• Collected data entries:

• • •

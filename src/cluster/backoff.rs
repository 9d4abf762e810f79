use std::fmt::Display;
use std::future::Future;
use std::time::Duration;

use backoff::ExponentialBackoffBuilder;

use crate::config::BackoffConfig;

/// Run `op` until it succeeds or `config.max_retries` attempts have failed,
/// sleeping an exponentially growing, jittered delay between attempts.
/// Returns the last error once retries are exhausted.
pub async fn retry<T, E, F, Fut>(config: &BackoffConfig, what: &str, mut op: F) -> Result<T, E>
where
    E: Display,
    F: FnMut() -> Fut,
    Fut: Future<Output = Result<T, E>>,
{
    let policy = ExponentialBackoffBuilder::new()
        .with_initial_interval(config.min_backoff())
        .with_max_interval(config.max_backoff())
        .with_multiplier(2.0)
        .with_max_elapsed_time(None)
        .build();

    let attempts = config.max_retries.max(1);
    let mut attempt = 0;
    let operation = || {
        attempt += 1;
        let last = attempt >= attempts;
        let fut = op();
        async move {
            fut.await.map_err(|e| {
                if last {
                    backoff::Error::permanent(e)
                } else {
                    backoff::Error::transient(e)
                }
            })
        }
    };
    let notify = |e: E, delay: Duration| {
        tracing::debug!(what, error = %e, delay = ?delay, "Attempt failed, backing off");
    };

    backoff::future::retry_notify(policy, operation, notify).await
}
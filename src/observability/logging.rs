use tracing_subscriber::EnvFilter;

/// Install the process-wide `fmt` subscriber, filtered by `RUST_LOG` and
/// defaulting to `info`. Only the binary calls this.
pub fn init_logging() {
    tracing_subscriber::fmt()
        .with_env_filter(EnvFilter::try_from_default_env().unwrap_or_else(|_| EnvFilter::new("info")))
        .with_target(false)
        .init();
}
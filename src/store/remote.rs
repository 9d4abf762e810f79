use std::sync::Arc;

use async_trait::async_trait;
use tokio::sync::{broadcast, mpsc};
use tokio::task::JoinSet;
use tokio_util::sync::CancellationToken;

use crate::instance::InstanceConfig;
use crate::store::kv::{KvClient, KvEvent};
use crate::store::{ConfigStore, KeepFn, StoreError, WatchEvent};

const WATCH_BUFFER: usize = 1024;
const ALL_BUFFER: usize = 64;

/// [`ConfigStore`] over a [`KvClient`], storing each config as JSON under
/// `<prefix><name>`.
pub struct RemoteStore {
    kv: Arc<dyn KvClient>,
    prefix: String,
    events: broadcast::Sender<WatchEvent>,
}

impl RemoteStore {
    /// Connect to `kv` and start forwarding changes under `prefix` to
    /// [`ConfigStore::watch`] subscribers until `cancel` fires.
    pub async fn connect(
        kv: Arc<dyn KvClient>,
        prefix: impl Into<String>,
        cancel: CancellationToken,
    ) -> Result<Self, StoreError> {
        let prefix = prefix.into();
        let (events, _) = broadcast::channel(WATCH_BUFFER);

        let mut raw = kv.watch_prefix(&prefix, cancel).await?;
        let forward = events.clone();
        let strip = prefix.clone();
        tokio::spawn(async move {
            while let Some(KvEvent { key, value }) = raw.recv().await {
                let Some(name) = key.strip_prefix(&strip) else { continue };
                let config = match value.as_deref().map(serde_json::from_str::<InstanceConfig>) {
                    None => None,
                    Some(Ok(cfg)) => Some(cfg),
                    Some(Err(e)) => {
                        tracing::warn!(key = %name, error = %e, "Skipping undecodable config in watch");
                        continue;
                    }
                };
                let _ = forward.send(WatchEvent {
                    key: name.to_string(),
                    config,
                });
            }
            tracing::debug!("Config watch closed");
        });

        Ok(Self { kv, prefix, events })
    }

    fn key(&self, name: &str) -> String {
        format!("{}{}", self.prefix, name)
    }
}

#[async_trait]
impl ConfigStore for RemoteStore {
    async fn list(&self) -> Result<Vec<String>, StoreError> {
        let keys = self.kv.list(&self.prefix).await?;
        Ok(keys
            .into_iter()
            .filter_map(|k| k.strip_prefix(&self.prefix).map(str::to_string))
            .collect())
    }

    async fn get(&self, key: &str) -> Result<InstanceConfig, StoreError> {
        match self.kv.get(&self.key(key)).await? {
            Some(raw) => Ok(serde_json::from_str(&raw)?),
            None => Err(StoreError::NotExist {
                key: key.to_string(),
            }),
        }
    }

    async fn put(&self, cfg: &InstanceConfig) -> Result<bool, StoreError> {
        if cfg.name.is_empty() {
            return Err(StoreError::Validation("config name must not be empty".to_string()));
        }
        let value = serde_json::to_string(cfg)?;

        let mut created = false;
        self.kv
            .cas(&self.key(&cfg.name), &mut |prev| {
                created = prev.is_none();
                Ok(Some(value.clone()))
            })
            .await?;
        Ok(created)
    }

    async fn delete(&self, key: &str) -> Result<(), StoreError> {
        // Read first so a missing key is reported rather than silently accepted.
        let full = self.key(key);
        if self.kv.get(&full).await?.is_none() {
            return Err(StoreError::NotExist {
                key: key.to_string(),
            });
        }
        if !self.kv.delete(&full).await? {
            return Err(StoreError::NotExist {
                key: key.to_string(),
            });
        }
        Ok(())
    }

    async fn all(&self, keep: Option<KeepFn<'_>>) -> Result<mpsc::Receiver<InstanceConfig>, StoreError> {
        let keys: Vec<String> = self
            .list()
            .await?
            .into_iter()
            .filter(|k| keep.map_or(true, |keep| keep(k.as_str())))
            .collect();

        let (tx, rx) = mpsc::channel(ALL_BUFFER);
        let kv = self.kv.clone();
        let prefix = self.prefix.clone();

        tokio::spawn(async move {
            let mut fetches = JoinSet::new();
            for name in keys {
                let kv = kv.clone();
                let full = format!("{prefix}{name}");
                fetches.spawn(async move { (name, kv.get(&full).await) });
            }

            while let Some(joined) = fetches.join_next().await {
                let (name, result) = match joined {
                    Ok(pair) => pair,
                    Err(e) => {
                        tracing::error!(error = %e, "Config fetch task failed");
                        continue;
                    }
                };
                let cfg = match result {
                    // Deleted between list and get.
                    Ok(None) => continue,
                    Ok(Some(raw)) => match serde_json::from_str::<InstanceConfig>(&raw) {
                        Ok(cfg) => cfg,
                        Err(e) => {
                            tracing::error!(key = %name, error = %e, "Failed to decode config");
                            continue;
                        }
                    },
                    Err(e) => {
                        tracing::error!(key = %name, error = %e, "Failed to get config");
                        continue;
                    }
                };
                if tx.send(cfg).await.is_err() {
                    return;
                }
            }
        });

        Ok(rx)
    }

    fn watch(&self) -> broadcast::Receiver<WatchEvent> {
        self.events.subscribe()
    }
}

#[cfg(test)]
mod tests {
    use super::*;
    use crate::instance::config::{BasicAuth, RemoteWriteConfig, ScrapeConfig};
    use crate::store::MemoryKv;

    async fn store() -> RemoteStore {
        RemoteStore::connect(Arc::new(MemoryKv::new()), "configurations/", CancellationToken::new())
            .await
            .unwrap()
    }

    fn cfg(name: &str) -> InstanceConfig {
        InstanceConfig::new(name).with_scrape_config(ScrapeConfig::new(format!("{name}-job")))
    }

    #[tokio::test]
    async fn put_reports_created_then_updated() {
        let store = store().await;
        assert!(store.put(&cfg("a")).await.unwrap());
        assert!(!store.put(&cfg("a")).await.unwrap());
        assert_eq!(store.list().await.unwrap(), vec!["a"]);
    }

    #[tokio::test]
    async fn get_round_trips_secrets() {
        let store = store().await;
        let mut rw = RemoteWriteConfig::new("http://cortex/push");
        rw.http_client.basic_auth = Some(BasicAuth {
            username: "u".to_string(),
            password: Some("secret".to_string()),
            password_file: None,
        });
        let original = cfg("a").with_remote_write(rw);

        store.put(&original).await.unwrap();
        assert_eq!(store.get("a").await.unwrap(), original);
    }

    #[tokio::test]
    async fn missing_keys_are_not_exist() {
        let store = store().await;
        assert!(store.get("missing").await.unwrap_err().is_not_exist());
        assert!(store.delete("missing").await.unwrap_err().is_not_exist());
    }

    #[tokio::test]
    async fn all_honours_keep_predicate() {
        let store = store().await;
        for name in ["a", "b", "c"] {
            store.put(&cfg(name)).await.unwrap();
        }

        let keep = |k: &str| k != "b";
        let mut rx = store.all(Some(&keep)).await.unwrap();
        let mut names = Vec::new();
        while let Some(cfg) = rx.recv().await {
            names.push(cfg.name);
        }
        names.sort();
        assert_eq!(names, vec!["a", "c"]);
    }

    #[tokio::test]
    async fn watch_reports_puts_and_deletes() {
        let store = store().await;
        let mut events = store.watch();

        store.put(&cfg("a")).await.unwrap();
        store.delete("a").await.unwrap();

        let put = events.recv().await.unwrap();
        assert_eq!(put.key, "a");
        assert_eq!(put.config, Some(cfg("a")));

        let delete = events.recv().await.unwrap();
        assert_eq!(delete, WatchEvent { key: "a".to_string(), config: None });
    }
}
/// One scrape job inside a config.
#[derive(Debug, Clone, PartialEq, Eq, Serialize, Deserialize)]
pub struct ScrapeConfig {
    pub job_name: String,
    #[serde(default, skip_serializing_if = "Option::is_none")]
    pub scrape_interval_secs: Option<u64>,
    #[serde(default, skip_serializing_if = "Option::is_none")]
    pub scrape_timeout_secs: Option<u64>,
    #[serde(default = "default_metrics_path")]
    pub metrics_path: String,
    #[serde(default = "default_scheme")]
    pub scheme: String,
    #[serde(flatten)]
    pub http_client: HttpClientConfig,
    #[serde(default, skip_serializing_if = "Vec::is_empty")]
    pub static_configs: Vec<StaticConfig>,
    #[serde(default, skip_serializing_if = "Vec::is_empty")]
    pub dns_sd_configs: Vec<DnsSdConfig>,
    #[serde(default, skip_serializing_if = "Vec::is_empty")]
    pub file_sd_configs: Vec<FileSdConfig>,
    #[serde(default, skip_serializing_if = "Vec::is_empty")]
    pub kubernetes_sd_configs: Vec<KubernetesSdConfig>,
    #[serde(default, skip_serializing_if = "Vec::is_empty")]
    pub consul_sd_configs: Vec<ConsulSdConfig>,
    #[serde(default, skip_serializing_if = "Vec::is_empty")]
    pub ec2_sd_configs: Vec<Ec2SdConfig>,
    #[serde(default, skip_serializing_if = "Vec::is_empty")]
    pub marathon_sd_configs: Vec<MarathonSdConfig>,
    #[serde(default, skip_serializing_if = "Vec::is_empty")]
    pub openstack_sd_configs: Vec<OpenstackSdConfig>,
    #[serde(default, skip_serializing_if = "Vec::is_empty")]
    pub eureka_sd_configs: Vec<EurekaSdConfig>,
    /// Keys this agent does not understand, kept verbatim. Unknown
    /// `*_sd_configs` sections are refused by the validator.
    #[serde(flatten)]
    pub unknown_discovery: BTreeMap<String, serde_json::Value>,
}

fn default_metrics_path() -> String {
    "/metrics".to_string()
}

fn default_scheme() -> String {
    "http".to_string()
}

impl ScrapeConfig {
    pub fn new(job_name: impl Into<String>) -> Self {
        Self {
            job_name: job_name.into(),
            scrape_interval_secs: None,
            scrape_timeout_secs: None,
            metrics_path: default_metrics_path(),
            scheme: default_scheme(),
            http_client: HttpClientConfig::default(),
            static_configs: Vec::new(),
            dns_sd_configs: Vec::new(),
            file_sd_configs: Vec::new(),
            kubernetes_sd_configs: Vec::new(),
            consul_sd_configs: Vec::new(),
            ec2_sd_configs: Vec::new(),
            marathon_sd_configs: Vec::new(),
            openstack_sd_configs: Vec::new(),
            eureka_sd_configs: Vec::new(),
            unknown_discovery: BTreeMap::new(),
        }
    }

    pub fn with_static_targets(mut self, targets: &[&str]) -> Self {
        self.static_configs.push(StaticConfig {
            targets: targets.iter().map(|t| t.to_string()).collect(),
            labels: BTreeMap::new(),
        });
        self
    }
}

/// Upload target for collected samples.
#[derive(Debug, Clone, PartialEq, Eq, Serialize, Deserialize)]
pub struct RemoteWriteConfig {
    pub url: String,
    #[serde(default, skip_serializing_if = "String::is_empty")]
    pub name: String,
    #[serde(default = "default_remote_timeout_secs")]
    pub remote_timeout_secs: u64,
    #[serde(flatten)]
    pub http_client: HttpClientConfig,
}

fn default_remote_timeout_secs() -> u64 {
    30
}

impl RemoteWriteConfig {
    pub fn new(url: impl Into<String>) -> Self {
        Self {
            url: url.into(),
            name: String::new(),
            remote_timeout_secs: default_remote_timeout_secs(),
            http_client: HttpClientConfig::default(),
        }
    }
}
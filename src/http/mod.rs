//! Agent HTTP surface: the config API plus readiness, metrics and a ring
//! debug view.

use std::net::SocketAddr;
use std::sync::Arc;

use axum::{
    extract::State,
    http::{header, StatusCode},
    response::{IntoResponse, Response},
    routing::get,
    Json, Router,
};
use serde::Serialize;
use tokio_util::sync::CancellationToken;
use tower_http::cors::{Any, CorsLayer};
use tower_http::trace::TraceLayer;

use crate::cluster::{ClusterNode, NodeState, Peer};
use crate::observability::MetricsRegistry;
use crate::store::api::ConfigApi;

#[derive(Clone)]
pub struct HttpState {
    pub node: Arc<ClusterNode>,
    pub registry: MetricsRegistry,
}

#[derive(Serialize)]
struct RingResponse {
    state: NodeState,
    self_addr: String,
    peers: Vec<Peer>,
}

/// Every route the agent serves.
pub fn router(api: ConfigApi, state: HttpState) -> Router {
    let cors = CorsLayer::new()
        .allow_origin(Any)
        .allow_methods(Any)
        .allow_headers(Any);

    let ops = Router::new()
        .route("/-/ready", get(ready_handler))
        .route("/metrics", get(metrics_handler))
        .route("/debug/ring", get(ring_handler))
        .with_state(state);

    Router::new()
        .merge(api.router())
        .merge(ops)
        .layer(TraceLayer::new_for_http())
        .layer(cors)
}

/// Serve `app` on `addr` until `shutdown` fires.
pub async fn run_http(addr: SocketAddr, app: Router, shutdown: CancellationToken) {
    tracing::info!(addr = %addr, "Starting HTTP server");

    let listener = match tokio::net::TcpListener::bind(addr).await {
        Ok(listener) => listener,
        Err(e) => {
            tracing::error!(addr = %addr, error = %e, "Failed to bind HTTP server");
            return;
        }
    };

    if let Err(e) = axum::serve(listener, app)
        .with_graceful_shutdown(async move { shutdown.cancelled().await })
        .await
    {
        tracing::error!(error = %e, "HTTP server failed");
    }
}

async fn ready_handler(State(state): State<HttpState>) -> impl IntoResponse {
    if state.node.is_ready() {
        (StatusCode::OK, "Ready.\n")
    } else {
        (StatusCode::SERVICE_UNAVAILABLE, "Not ready.\n")
    }
}

async fn metrics_handler(State(state): State<HttpState>) -> Response {
    (
        [(header::CONTENT_TYPE, "text/plain; version=0.0.4")],
        state.registry.render(),
    )
        .into_response()
}

async fn ring_handler(State(state): State<HttpState>) -> impl IntoResponse {
    let membership = state.node.membership();
    Json(RingResponse {
        state: state.node.state(),
        self_addr: membership.self_addr().to_string(),
        peers: membership.all_healthy().unwrap_or_default(),
    })
}
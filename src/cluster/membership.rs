use std::sync::atomic::{AtomicBool, Ordering};
use std::sync::Arc;
use std::time::Duration;

use async_trait::async_trait;
use chrono::Utc;
use parking_lot::RwLock;
use tokio::task::JoinHandle;
use tokio_util::sync::CancellationToken;

use crate::cluster::ring::{InstanceDesc, InstanceState, Peer, RingDesc, RingError};
use crate::config::LifecyclerConfig;
use crate::store::{KvClient, KvError};

/// Which peers are in the fleet and which of them owns a key.
///
/// `owner` and `all_healthy` answer from the currently observed membership
/// and never block on the network; `sync` brings that view up to date.
#[async_trait]
pub trait MembershipView: Send + Sync {
    fn owner(&self, key: &str) -> Result<Peer, RingError>;

    fn all_healthy(&self) -> Result<Vec<Peer>, RingError>;

    /// Address other peers use to reach this node.
    fn self_addr(&self) -> &str;

    fn is_self(&self, peer: &Peer) -> bool {
        peer.addr == self.self_addr()
    }

    async fn register_self(&self) -> Result<(), RingError>;

    async fn deregister_self(&self) -> Result<(), RingError>;

    /// Refresh the observed membership from the substrate.
    async fn sync(&self) -> Result<(), RingError> {
        Ok(())
    }
}

/// Membership of a node running without clustering: it is the only peer and
/// owns every key.
pub struct StandaloneMembership {
    addr: String,
}

impl StandaloneMembership {
    pub fn new(addr: impl Into<String>) -> Self {
        Self { addr: addr.into() }
    }

    fn peer(&self) -> Peer {
        Peer {
            addr: self.addr.clone(),
            tokens: Vec::new(),
            healthy: true,
        }
    }
}

#[async_trait]
impl MembershipView for StandaloneMembership {
    fn owner(&self, _key: &str) -> Result<Peer, RingError> {
        Ok(self.peer())
    }

    fn all_healthy(&self) -> Result<Vec<Peer>, RingError> {
        Ok(vec![self.peer()])
    }

    fn self_addr(&self) -> &str {
        &self.addr
    }

    async fn register_self(&self) -> Result<(), RingError> {
        Ok(())
    }

    async fn deregister_self(&self) -> Result<(), RingError> {
        Ok(())
    }
}

/// A [`MembershipView`] whose ring lives under one key of a [`KvClient`].
///
/// The ring is cached locally and kept current by a watch on the ring key;
/// registration and heartbeats go through CAS so concurrent writers never
/// clobber each other's entries.
pub struct KvRing {
    kv: Arc<dyn KvClient>,
    ring_key: String,
    instance_id: String,
    addr: String,
    num_tokens: usize,
    heartbeat_timeout: Duration,
    cached: Arc<RwLock<RingDesc>>,
    registered: AtomicBool,
}

impl KvRing {
    /// Load the ring and start following changes to it until `cancel` fires.
    pub async fn connect(
        kv: Arc<dyn KvClient>,
        config: &LifecyclerConfig,
        cancel: CancellationToken,
    ) -> Result<Arc<Self>, RingError> {
        let ring = Arc::new(Self {
            kv,
            ring_key: config.ring_key.clone(),
            instance_id: config.instance_id.clone(),
            addr: config.advertise_addr.clone(),
            num_tokens: config.num_tokens,
            heartbeat_timeout: config.heartbeat_timeout(),
            cached: Arc::new(RwLock::new(RingDesc::default())),
            registered: AtomicBool::new(false),
        });

        let mut events = ring.kv.watch_prefix(&ring.ring_key, cancel).await?;
        ring.sync().await?;

        let cached = ring.cached.clone();
        let ring_key = ring.ring_key.clone();
        tokio::spawn(async move {
            while let Some(event) = events.recv().await {
                if event.key != ring_key {
                    continue;
                }
                let desc = match event.value.as_deref().map(RingDesc::decode) {
                    Some(Ok(desc)) => desc,
                    Some(Err(e)) => {
                        tracing::warn!(error = %e, "Ignoring undecodable ring update");
                        continue;
                    }
                    None => RingDesc::default(),
                };
                *cached.write() = desc;
            }
        });

        Ok(ring)
    }

    /// Snapshot of the locally cached ring.
    pub fn describe(&self) -> RingDesc {
        self.cached.read().clone()
    }

    /// Heartbeat this node's ring entry every `period` until `cancel` fires.
    pub fn spawn_heartbeat(self: &Arc<Self>, period: Duration, cancel: CancellationToken) -> JoinHandle<()> {
        let ring = self.clone();
        tokio::spawn(async move {
            let mut ticker = tokio::time::interval(period);
            ticker.tick().await;
            loop {
                tokio::select! {
                    _ = cancel.cancelled() => return,
                    _ = ticker.tick() => {}
                }
                if !ring.registered.load(Ordering::SeqCst) {
                    continue;
                }
                if let Err(e) = ring.heartbeat().await {
                    tracing::warn!(instance_id = %ring.instance_id, error = %e, "Failed to heartbeat ring entry");
                }
            }
        })
    }

    async fn heartbeat(&self) -> Result<(), RingError> {
        let id = self.instance_id.clone();
        self.update(move |desc| match desc.instances.get_mut(&id) {
            Some(entry) => {
                entry.heartbeat_ms = Utc::now().timestamp_millis();
                true
            }
            None => false,
        })
        .await
    }

    /// CAS the ring through `f`, which returns whether it changed anything.
    async fn update<F>(&self, mut f: F) -> Result<(), RingError>
    where
        F: FnMut(&mut RingDesc) -> bool + Send,
    {
        let mut written = None;
        self.kv
            .cas(&self.ring_key, &mut |current| {
                let mut desc = match current {
                    Some(raw) => RingDesc::decode(raw).map_err(|e| KvError::Other(e.to_string()))?,
                    None => RingDesc::default(),
                };
                if !f(&mut desc) {
                    return Ok(None);
                }
                let raw = desc.encode().map_err(|e| KvError::Other(e.to_string()))?;
                written = Some(desc);
                Ok(Some(raw))
            })
            .await?;

        if let Some(desc) = written {
            *self.cached.write() = desc;
        }
        Ok(())
    }
}

#[async_trait]
impl MembershipView for KvRing {
    fn owner(&self, key: &str) -> Result<Peer, RingError> {
        self.cached
            .read()
            .owner(key, Utc::now().timestamp_millis(), self.heartbeat_timeout)
    }

    fn all_healthy(&self) -> Result<Vec<Peer>, RingError> {
        let peers = self
            .cached
            .read()
            .healthy_peers(Utc::now().timestamp_millis(), self.heartbeat_timeout);
        if peers.is_empty() {
            return Err(RingError::Empty);
        }
        Ok(peers)
    }

    fn self_addr(&self) -> &str {
        &self.addr
    }

    async fn register_self(&self) -> Result<(), RingError> {
        let id = self.instance_id.clone();
        let addr = self.addr.clone();
        let num_tokens = self.num_tokens;
        self.update(move |desc| {
            // A restarted instance keeps the tokens it registered before.
            let tokens = match desc.instances.get(&id) {
                Some(existing) if existing.tokens.len() == num_tokens => existing.tokens.clone(),
                _ => desc.claim_tokens(num_tokens),
            };
            desc.instances.insert(
                id.clone(),
                InstanceDesc {
                    addr: addr.clone(),
                    tokens,
                    state: InstanceState::Active,
                    heartbeat_ms: Utc::now().timestamp_millis(),
                },
            );
            true
        })
        .await?;

        self.registered.store(true, Ordering::SeqCst);
        tracing::info!(instance_id = %self.instance_id, addr = %self.addr, tokens = self.num_tokens, "Registered in ring");
        Ok(())
    }

    async fn deregister_self(&self) -> Result<(), RingError> {
        self.registered.store(false, Ordering::SeqCst);
        let id = self.instance_id.clone();
        // Marked first so the entry stops owning keys even if the removal fails.
        self.update(|desc| match desc.instances.get_mut(&id) {
            Some(entry) if entry.state != InstanceState::Leaving => {
                entry.state = InstanceState::Leaving;
                true
            }
            _ => false,
        })
        .await?;
        self.update(move |desc| desc.instances.remove(&id).is_some())
            .await?;
        tracing::info!(instance_id = %self.instance_id, "Removed from ring");
        Ok(())
    }

    async fn sync(&self) -> Result<(), RingError> {
        let desc = match self.kv.get(&self.ring_key).await? {
            Some(raw) => RingDesc::decode(&raw)?,
            None => RingDesc::default(),
        };
        *self.cached.write() = desc;
        Ok(())
    }
}

#[cfg(test)]
mod tests {
    use super::*;
    use crate::store::MemoryKv;

    fn lifecycler(id: &str) -> LifecyclerConfig {
        LifecyclerConfig {
            instance_id: id.to_string(),
            advertise_addr: format!("{id}:9095"),
            num_tokens: 16,
            ..Default::default()
        }
    }

    #[tokio::test]
    async fn register_and_deregister_update_every_view() {
        let kv: Arc<dyn KvClient> = Arc::new(MemoryKv::new());
        let cancel = CancellationToken::new();
        let a = KvRing::connect(kv.clone(), &lifecycler("a"), cancel.clone()).await.unwrap();
        let b = KvRing::connect(kv.clone(), &lifecycler("b"), cancel.clone()).await.unwrap();

        assert_eq!(a.all_healthy(), Err(RingError::Empty));

        a.register_self().await.unwrap();
        b.register_self().await.unwrap();
        a.sync().await.unwrap();

        let mut addrs: Vec<String> = a.all_healthy().unwrap().into_iter().map(|p| p.addr).collect();
        addrs.sort();
        assert_eq!(addrs, vec!["a:9095", "b:9095"]);
        for key in ["job1", "job2", "job3"] {
            assert_eq!(a.owner(key).unwrap(), b.owner(key).unwrap());
        }

        b.deregister_self().await.unwrap();
        a.sync().await.unwrap();
        assert_eq!(a.all_healthy().unwrap().len(), 1);
        assert!(a.is_self(&a.owner("job1").unwrap()));
        cancel.cancel();
    }

    #[tokio::test]
    async fn deregister_marks_entry_leaving_before_removing_it() {
        let kv: Arc<dyn KvClient> = Arc::new(MemoryKv::new());
        let cancel = CancellationToken::new();
        let ring = KvRing::connect(kv.clone(), &lifecycler("a"), cancel.clone()).await.unwrap();
        ring.register_self().await.unwrap();

        let mut events = kv.watch_prefix("collectors/ring", cancel.clone()).await.unwrap();
        ring.deregister_self().await.unwrap();

        let leaving = RingDesc::decode(&events.recv().await.unwrap().value.unwrap()).unwrap();
        assert_eq!(leaving.instances["a"].state, InstanceState::Leaving);
        assert_eq!(leaving.healthy_peers(Utc::now().timestamp_millis(), Duration::from_secs(60)), vec![]);

        let removed = RingDesc::decode(&events.recv().await.unwrap().value.unwrap()).unwrap();
        assert!(removed.instances.is_empty());
        cancel.cancel();
    }

    #[tokio::test]
    async fn standalone_owns_everything() {
        let standalone = StandaloneMembership::new("solo:1");
        assert!(standalone.is_self(&standalone.owner("anything").unwrap()));
        assert_eq!(standalone.all_healthy().unwrap().len(), 1);
    }

    #[tokio::test]
    async fn reregistering_keeps_tokens() {
        let kv: Arc<dyn KvClient> = Arc::new(MemoryKv::new());
        let ring = KvRing::connect(kv, &lifecycler("a"), CancellationToken::new())
            .await
            .unwrap();
        ring.register_self().await.unwrap();
        let first = ring.describe().instances["a"].tokens.clone();
        ring.register_self().await.unwrap();
        assert_eq!(ring.describe().instances["a"].tokens, first);
        assert_eq!(first.len(), 16);
    }
}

• • •

Using the entries above, output exactly the lines between the line holding "filename src/observability/logging.rs" and the line holding "tracing_subscriber::fmt()", end lines included, and nothing more.

filename src/observability/logging.rs
use tracing_subscriber::EnvFilter;

/// Install the process-wide `fmt` subscriber, filtered by `RUST_LOG` and
/// defaulting to `info`. Only the binary calls this.
pub fn init_logging() {
    tracing_subscriber::fmt()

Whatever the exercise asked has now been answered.